From a public health point of view the main concern is the continuous undermining of confidence in the blood collection, treatment and distribution service. It was always going to be difficult for the IBTS to recover from what had happened, starting in the 1980s and continuing up to very recently. It was always going to be difficult to recover from the scandal of distributing contaminated blood and re-establish any kind of confidence in the service and the integrity of its blood products. It will always live in the shadow of what happened. It would be absolutely unforgivable and create an irretrievable situation for the IBTS if there was to be another accident. It has not really dawned on it that it must be absolutely above reproach. That is what it has failed to grasp.
It is not good enough for the IBTS to tell us that if people infected with hepatitis C had come to donate blood, it would have been detected later on. I am sure it would but 20 years on from the original scandals it leaves me almost speechless that it would be even talking about updating records at this stage. With its record, it has to be above reproach. What is most disturbing is that it does not seem to have grasped this.
During the course of a previous discussion on the Lindsay report the Minister for Health and Children assured us, rightly, of big changes that had taken place in investment and in terms of a new culture of accountability. Where is the proof of this? Is the Minister monitoring the situation and ensuring these changes are taking place?
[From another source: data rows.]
use anyhow::{ensure, Result};
use std::fmt::Debug;
use std::ops::{Bound, Deref, DerefMut, Range, RangeBounds};

/// An owned byte buffer that exposes only a window (the "region") of its allocation.
///
/// Cutting a header off the front or padding off the back with [Data::shrink_to_subregion]
/// just moves the window, nothing is copied. The bytes outside the window stay allocated
/// and can be brought back with [Data::grow_region], which is how block headers get
/// prepended without reallocating the payload.
#[derive(Clone, Eq)]
pub struct Data {
    storage: Vec<u8>,
    // Invariant: region.start <= region.end <= storage.len()
    region: Range<usize>,
}

impl Data {
    pub fn empty() -> Self {
        Vec::new().into()
    }

    pub fn len(&self) -> usize {
        self.region.len()
    }

    pub fn is_empty(&self) -> bool {
        self.region.is_empty()
    }

    /// Narrow the window to `range`, given relative to the current window.
    pub fn shrink_to_subregion(&mut self, range: impl RangeBounds<usize> + Debug) {
        let len = self.region.len();
        let start = match range.start_bound() {
            Bound::Unbounded => 0,
            Bound::Included(&x) => x,
            Bound::Excluded(&x) => x + 1,
        };
        let end = match range.end_bound() {
            Bound::Unbounded => len,
            Bound::Included(&x) => x + 1,
            Bound::Excluded(&x) => x,
        };
        assert!(
            start <= end && end <= len,
            "Tried to access subregion {:?} of a Data instance with length {}",
            range,
            len,
        );
        self.region = (self.region.start + start)..(self.region.start + end);
        self._assert_region_invariant();
    }

    /// Widen the window by the given number of bytes on each side, reallocating if the
    /// allocation doesn't have them available.
    pub fn grow_region(&mut self, add_prefix_bytes: usize, add_suffix_bytes: usize) {
        self.reserve(add_prefix_bytes, add_suffix_bytes);
        self.grow_region_fail_if_reallocation_necessary(add_prefix_bytes, add_suffix_bytes)
            .expect("Enough bytes were just reserved");
    }

    /// Like [Data::grow_region] but fails instead of reallocating.
    pub fn grow_region_fail_if_reallocation_necessary(
        &mut self,
        add_prefix_bytes: usize,
        add_suffix_bytes: usize,
    ) -> Result<()> {
        ensure!(
            self.available_prefix_bytes() >= add_prefix_bytes,
            "Tried to add {} prefix bytes but only {} are available",
            add_prefix_bytes,
            self.available_prefix_bytes(),
        );
        ensure!(
            self.available_suffix_bytes() >= add_suffix_bytes,
            "Tried to add {} suffix bytes but only {} are available",
            add_suffix_bytes,
            self.available_suffix_bytes(),
        );
        self.region = (self.region.start - add_prefix_bytes)..(self.region.end + add_suffix_bytes);
        self._assert_region_invariant();
        Ok(())
    }

    /// Make sure at least this many bytes are available outside the window on each side.
    /// Newly allocated bytes are zero.
    pub fn reserve(&mut self, prefix_bytes: usize, suffix_bytes: usize) {
        if self.available_prefix_bytes() < prefix_bytes
            || self.available_suffix_bytes() < suffix_bytes
        {
            let len = self.region.len();
            let mut storage = vec![0; prefix_bytes + len + suffix_bytes];
            storage[prefix_bytes..(prefix_bytes + len)].copy_from_slice(self.as_ref());
            self.storage = storage;
            self.region = prefix_bytes..(prefix_bytes + len);
            self._assert_region_invariant();
        }
    }

    pub fn available_prefix_bytes(&self) -> usize {
        self.region.start
    }

    pub fn available_suffix_bytes(&self) -> usize {
        self.storage.len() - self.region.end
    }

    /// Change the window length by moving its end. Growing exposes whatever bytes the
    /// allocation holds there, or zeroes if it has to reallocate.
    pub fn resize(&mut self, new_len: usize) {
        let len = self.region.len();
        if new_len < len {
            self.shrink_to_subregion(..new_len);
        } else {
            self.grow_region(0, new_len - len);
        }
    }

    fn _assert_region_invariant(&self) {
        assert!(
            self.region.start <= self.region.end && self.region.end <= self.storage.len(),
            "Region invariant violated: region {:?} with storage size {}",
            self.region,
            self.storage.len(),
        );
    }
}

impl From<Vec<u8>> for Data {
    fn from(storage: Vec<u8>) -> Data {
        let region = 0..storage.len();
        Self { storage, region }
    }
}

impl From<&[u8]> for Data {
    fn from(data: &[u8]) -> Data {
        data.to_vec().into()
    }
}

impl AsRef<[u8]> for Data {
    fn as_ref(&self) -> &[u8] {
        &self.storage[self.region.clone()]
    }
}

impl AsMut<[u8]> for Data {
    fn as_mut(&mut self) -> &mut [u8] {
        &mut self.storage[self.region.clone()]
    }
}

impl Deref for Data {
    type Target = [u8];
    fn deref(&self) -> &[u8] {
        self.as_ref()
    }
}

impl DerefMut for Data {
    fn deref_mut(&mut self) -> &mut [u8] {
        self.as_mut()
    }
}

impl PartialEq for Data {
    fn eq(&self, other: &Data) -> bool {
        self.as_ref() == other.as_ref()
    }
}

impl Debug for Data {
    fn fmt(&self, fmt: &mut std::fmt::Formatter<'_>) -> std::fmt::Result {
        write!(fmt, "Data({})", hex::encode_upper(self.as_ref()))
    }
}
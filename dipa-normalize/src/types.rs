//! Data types emitted by the normalization planner.
//!
//! This module defines the task model handed to the external execution engine:
//!
//! 1. **StageKind** - Closed set of pipeline stages
//! 2. **Task** - One invocation of an external tool with declared files
//! 3. **Edge** - Ordering constraint between two tasks

use serde::{Deserialize, Serialize};
use std::fmt;

/// Namespace under which every task is registered with the execution engine
pub const TASK_NAMESPACE: &str = "dipa";

// ============================================================================
// Stage Types
// ============================================================================

/// Pipeline stage a task belongs to
#[derive(Debug, Clone, Copy, PartialEq, Eq, Hash, PartialOrd, Ord, Serialize, Deserialize)]
pub enum StageKind {
    ImageDim,
    CreateTemplate,
    RigidWarp,
    RigidMean,
    AffineWarpA,
    AffineMeanA,
    AffineWarpB,
    AffineMeanB,
    DiffeomorphicWarp,
    DiffeomorphicMean,
    ComposeWarp,
    ComposeMean,
    ComposeFullWarp,
}

impl StageKind {
    /// Every stage, in pipeline order
    pub const ALL: [StageKind; 13] = [
        StageKind::ImageDim,
        StageKind::CreateTemplate,
        StageKind::RigidWarp,
        StageKind::RigidMean,
        StageKind::AffineWarpA,
        StageKind::AffineMeanA,
        StageKind::AffineWarpB,
        StageKind::AffineMeanB,
        StageKind::DiffeomorphicWarp,
        StageKind::DiffeomorphicMean,
        StageKind::ComposeWarp,
        StageKind::ComposeMean,
        StageKind::ComposeFullWarp,
    ];

    pub fn as_str(&self) -> &'static str {
        match self {
            StageKind::ImageDim => "ImageDim",
            StageKind::CreateTemplate => "CreateTemplate",
            StageKind::RigidWarp => "RigidWarp",
            StageKind::RigidMean => "RigidMean",
            StageKind::AffineWarpA => "AffineWarpA",
            StageKind::AffineMeanA => "AffineMeanA",
            StageKind::AffineWarpB => "AffineWarpB",
            StageKind::AffineMeanB => "AffineMeanB",
            StageKind::DiffeomorphicWarp => "DiffeomorphicWarp",
            StageKind::DiffeomorphicMean => "DiffeomorphicMean",
            StageKind::ComposeWarp => "ComposeWarp",
            StageKind::ComposeMean => "ComposeMean",
            StageKind::ComposeFullWarp => "ComposeFullWarp",
        }
    }

    /// External transformation name the execution engine resolves to an executable
    pub fn job_name(&self) -> String {
        format!("Normalize_{}", self.as_str())
    }

    /// Whether the stage runs once per tier rather than once per entity
    pub fn is_group_stage(&self) -> bool {
        matches!(
            self,
            StageKind::CreateTemplate
                | StageKind::RigidMean
                | StageKind::AffineMeanA
                | StageKind::AffineMeanB
                | StageKind::DiffeomorphicMean
                | StageKind::ComposeMean
        )
    }

    /// Whether the stage is repeated per registration iteration
    pub fn is_iterated(&self) -> bool {
        matches!(
            self,
            StageKind::RigidWarp
                | StageKind::RigidMean
                | StageKind::AffineWarpA
                | StageKind::AffineMeanA
                | StageKind::AffineWarpB
                | StageKind::AffineMeanB
                | StageKind::DiffeomorphicWarp
                | StageKind::DiffeomorphicMean
        )
    }
}

impl fmt::Display for StageKind {
    fn fmt(&self, f: &mut fmt::Formatter<'_>) -> fmt::Result {
        f.write_str(self.as_str())
    }
}

// ============================================================================
// Task Types
// ============================================================================

/// Declared output file of a task
#[derive(Debug, Clone, PartialEq, Eq, Serialize, Deserialize)]
pub struct OutputFile {
    /// Logical file name
    pub name: String,

    /// Whether the engine should stage this file out to the archive site
    pub transfer: bool,
}

/// One node of the workflow graph
#[derive(Debug, Clone, PartialEq, Eq, Serialize, Deserialize)]
pub struct Task {
    /// Deterministic identifier, stable across planning runs
    pub id: String,

    /// Pipeline stage
    pub stage: StageKind,

    /// Engine namespace
    pub namespace: String,

    /// Transformation name (`Normalize_<Stage>`)
    pub name: String,

    /// Hierarchy level the task was emitted for
    pub tier: String,

    /// Group or entity id within `tier`
    pub entity: String,

    /// Registration iteration, 1-based
    #[serde(default, skip_serializing_if = "Option::is_none")]
    pub iteration: Option<u32>,

    /// Ordered command-line arguments for the external tool
    #[serde(default)]
    pub arguments: Vec<String>,

    /// Files that must exist before the task starts
    #[serde(default)]
    pub inputs: Vec<String>,

    /// Files the task materializes
    #[serde(default)]
    pub outputs: Vec<OutputFile>,
}

impl Task {
    /// Build a task with a deterministic id derived from `(tier, entity, iteration, stage)`
    pub fn new(
        stage: StageKind,
        tier: impl Into<String>,
        entity: impl Into<String>,
        iteration: Option<u32>,
    ) -> Self {
        let tier = tier.into();
        let entity = entity.into();
        let id = task_id(stage, &tier, &entity, iteration);
        Task {
            id,
            stage,
            namespace: TASK_NAMESPACE.to_string(),
            name: stage.job_name(),
            tier,
            entity,
            iteration,
            arguments: Vec::new(),
            inputs: Vec::new(),
            outputs: Vec::new(),
        }
    }

    pub fn with_arguments<I, S>(mut self, args: I) -> Self
    where
        I: IntoIterator<Item = S>,
        S: Into<String>,
    {
        self.arguments.extend(args.into_iter().map(Into::into));
        self
    }

    pub fn with_inputs<I, S>(mut self, inputs: I) -> Self
    where
        I: IntoIterator<Item = S>,
        S: Into<String>,
    {
        self.inputs.extend(inputs.into_iter().map(Into::into));
        self
    }

    pub fn with_outputs<I, S>(mut self, outputs: I, transfer: bool) -> Self
    where
        I: IntoIterator<Item = S>,
        S: Into<String>,
    {
        self.outputs.extend(outputs.into_iter().map(|name| OutputFile {
            name: name.into(),
            transfer,
        }));
        self
    }

    pub fn output_names(&self) -> impl Iterator<Item = &str> {
        self.outputs.iter().map(|o| o.name.as_str())
    }

    pub fn produces(&self, file: &str) -> bool {
        self.outputs.iter().any(|o| o.name == file)
    }

    pub fn consumes(&self, file: &str) -> bool {
        self.inputs.iter().any(|i| i == file)
    }
}

/// Deterministic task id: `{tier}-{entity}[_i{n}]_Normalize_{Stage}`
pub fn task_id(stage: StageKind, tier: &str, entity: &str, iteration: Option<u32>) -> String {
    match iteration {
        Some(n) => format!("{}-{}_i{}_{}", tier, entity, n, stage.job_name()),
        None => format!("{}-{}_{}", tier, entity, stage.job_name()),
    }
}

// ============================================================================
// Edge Types
// ============================================================================

/// Ordering constraint: `child` may not start before `parent` finished
#[derive(Debug, Clone, PartialEq, Eq, Hash, PartialOrd, Ord, Serialize, Deserialize)]
pub struct Edge {
    pub parent: String,
    pub child: String,
}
If so, how can this happen again? The report of the Lindsay tribunal has been much criticised but its recommendations were the one solid thing to come out of the process. They rightly identified that this was not a case of individual culpability but a systems failure. There was a failure on the part of management to create clear lines of responsibility in reporting; a failure to provide for information systems, data and good record keeping, the ability to look back at what had happened and relate it to what was happening; and a failure of communications. These mistakes are still been made. Have the systems changed?
It is not good enough for the Minister for Health and Children to offer us what now seems like a glib assurance – I do not think it was his intention to be glib – that everything has changed. It clearly has not changed. As far as the IBTS is concerned, nothing can be taken for granted. I just want the Minister for Health and Children to take a more personal interest in monitoring what is going on and ensuring the process of change is proceeding, rather than simply being reported as happening.